By Jan Wolfe
WASHINGTON (Reuters) – A judge on Tuesday appeared skeptical of an effort by Fox Corp to dismiss a $2.7 billion lawsuit alleging Fox News hosts and guests made defamatory claims about the voting technology firm Smartmatic during the network’s coverage of the 2020 U.S. presidential election.
During a virtual oral argument, New York state judge David Cohen made comments sympathetic to Smartmatic, a small company that sued Fox and two of Donald Trump’s former lawyers, Sidney Powell and Rudy Giuliani, after the attorneys falsely accused it of rigging votes against the former president.
The judge questioned whether there was any basis whatsoever for claims Powell and Giuliani made about Smartmatic on Fox’s airwaves, like that the company was banned in Texas.

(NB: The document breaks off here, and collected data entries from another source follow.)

//! Lookout core types: resource keys, versions, deltas and the list/watch source contract.

#![forbid(unsafe_code)]

use std::cmp::Ordering;
use std::fmt;
use std::sync::Arc;

use kube::ResourceExt;
use serde::{Deserialize, Serialize};
use smallvec::SmallVec;

pub mod config;
pub mod selector;
pub mod source;

pub use config::InformerConfig;
pub use selector::{FieldSelector, LabelSelector, Requirement, SelectorError};
pub use source::{ListPage, ListWatch, SourceError, WatchEvent, WatchStream};

/// Anything an informer can cache: a kube resource that is cheap enough to clone and can
/// cross task boundaries.
pub trait Object: kube::Resource + Clone + Send + Sync + 'static {}

impl<T> Object for T where T: kube::Resource + Clone + Send + Sync + 'static {}

/// Stable identity of a cached object: `namespace/name`, or just `name` when cluster-scoped.
#[derive(Debug, Clone, PartialEq, Eq, Hash, PartialOrd, Ord, Serialize, Deserialize)]
pub struct ResourceKey(String);

impl ResourceKey {
    pub fn new(namespace: Option<&str>, name: &str) -> Self {
        match namespace {
            Some(ns) if !ns.is_empty() => Self(format!("{}/{}", ns, name)),
            _ => Self(name.to_string()),
        }
    }

    pub fn as_str(&self) -> &str { &self.0 }

    /// Split back into `(namespace, name)`.
    pub fn split(&self) -> (Option<&str>, &str) {
        match self.0.split_once('/') {
            Some((ns, name)) => (Some(ns), name),
            None => (None, self.0.as_str()),
        }
    }
}

impl fmt::Display for ResourceKey {
    fn fmt(&self, f: &mut fmt::Formatter<'_>) -> fmt::Result { f.write_str(&self.0) }
}

impl From<&str> for ResourceKey {
    fn from(s: &str) -> Self { Self(s.to_string()) }
}

#[derive(Debug, Clone, PartialEq, Eq, thiserror::Error)]
pub enum KeyError {
    #[error("object has no metadata.name")]
    MissingName,
}

/// Pure function mapping an object to its key. Injected into the informer so callers can
/// choose a different identity (e.g. uid) without touching the engine.
pub type KeyFn<K> = Arc<dyn Fn(&K) -> Result<ResourceKey, KeyError> + Send + Sync>;

/// Default key function: `metadata.namespace/metadata.name`.
pub fn namespaced_key<K: Object>(obj: &K) -> Result<ResourceKey, KeyError> {
    let meta = obj.meta();
    let name = meta.name.as_deref().filter(|n| !n.is_empty()).ok_or(KeyError::MissingName)?;
    Ok(ResourceKey::new(meta.namespace.as_deref(), name))
}

pub fn default_key_fn<K: Object>() -> KeyFn<K> { Arc::new(namespaced_key::<K>) }

/// Opaque checkpoint in the remote change history.
///
/// Kubernetes versions are decimal strings in practice, so two versions that both parse as
/// integers compare numerically. Anything else is only known to be equal or unordered.
#[derive(Debug, Clone, PartialEq, Eq, Hash, Serialize, Deserialize)]
pub struct ResourceVersion(String);

impl ResourceVersion {
    pub fn new(v: impl Into<String>) -> Self { Self(v.into()) }

    pub fn as_str(&self) -> &str { &self.0 }

    pub fn of<K: Object>(obj: &K) -> Option<Self> {
        obj.resource_version().filter(|v| !v.is_empty()).map(Self)
    }

    /// `None` when the two versions cannot be ordered.
    pub fn compare(&self, other: &Self) -> Option<Ordering> {
        if self.0 == other.0 {
            return Some(Ordering::Equal);
        }
        match (self.0.parse::<u64>(), other.0.parse::<u64>()) {
            (Ok(a), Ok(b)) if a != b => Some(a.cmp(&b)),
            _ => None,
        }
    }

    /// True only when `self` is known to be older than `other`.
    pub fn is_older_than(&self, other: &Self) -> bool {
        self.compare(other) == Some(Ordering::Less)
    }
}

impl fmt::Display for ResourceVersion {
    fn fmt(&self, f: &mut fmt::Formatter<'_>) -> fmt::Result { f.write_str(&self.0) }
}

#[derive(Debug, Clone, Copy, Serialize, Deserialize, PartialEq, Eq)]
pub enum DeltaKind {
    Added,
    Updated,
    Deleted,
    Synced,
}

/// One change for one key. For `Deleted` the object is the tombstone: the last state known
/// before removal.
#[derive(Debug)]
pub struct Delta<K> {
    pub kind: DeltaKind,
    pub object: Arc<K>,
}

impl<K> Delta<K> {
    pub fn new(kind: DeltaKind, object: Arc<K>) -> Self { Self { kind, object } }
}

impl<K> Clone for Delta<K> {
    fn clone(&self) -> Self { Self { kind: self.kind, object: Arc::clone(&self.object) } }
}

/// Pending deltas for a single key, oldest first. Compression keeps these short.
pub type DeltaList<K> = SmallVec<[Delta<K>; 2]>;

pub mod prelude {
    pub use super::{
        default_key_fn, namespaced_key, Delta, DeltaKind, DeltaList, KeyError, KeyFn, Object, ResourceKey,
        ResourceVersion,
    };
    pub use super::{FieldSelector, InformerConfig, LabelSelector, ListPage, ListWatch, SourceError, WatchEvent, WatchStream};
}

“How is that not defamatory?,” the judge said. “Did any evidence ever come to light that Smartmatic was banned in Texas?”
The judge asked whether former Fox News host Lou Dobbs ever attempted to ascertain proof of this claim.
Fox Corp lawyer Paul Clement responded that those allegations were made during an interview Dobbs conducted with Giuliani, and that Fox News had a constitutional right to report on newsworthy claims made by Trump’s lawyers.
The judge noted that experts have rejected the conspiracy theory that the election was hacked, adding that even Fox News host Tucker Carlson blasted Powell for failing to back the theory with evidence.
The judge asked whether that should have made Fox News reconsider the accuracy of its reporting.
Clement said that Fox was merely reporting on newsworthy claims made by Trump’s legal teams, not endorsing the theories.
Fox News, Giuliani, and Powell have all separately been sued for defamation by another voting software company, Dominion Voting Systems. Last week, a judge denied a bid by Powell and Giuliani to dismiss the claims against them.
Smartmatic’s technology was only used in one place for the Nov. 3 presidential election: Los Angeles County, which Biden won.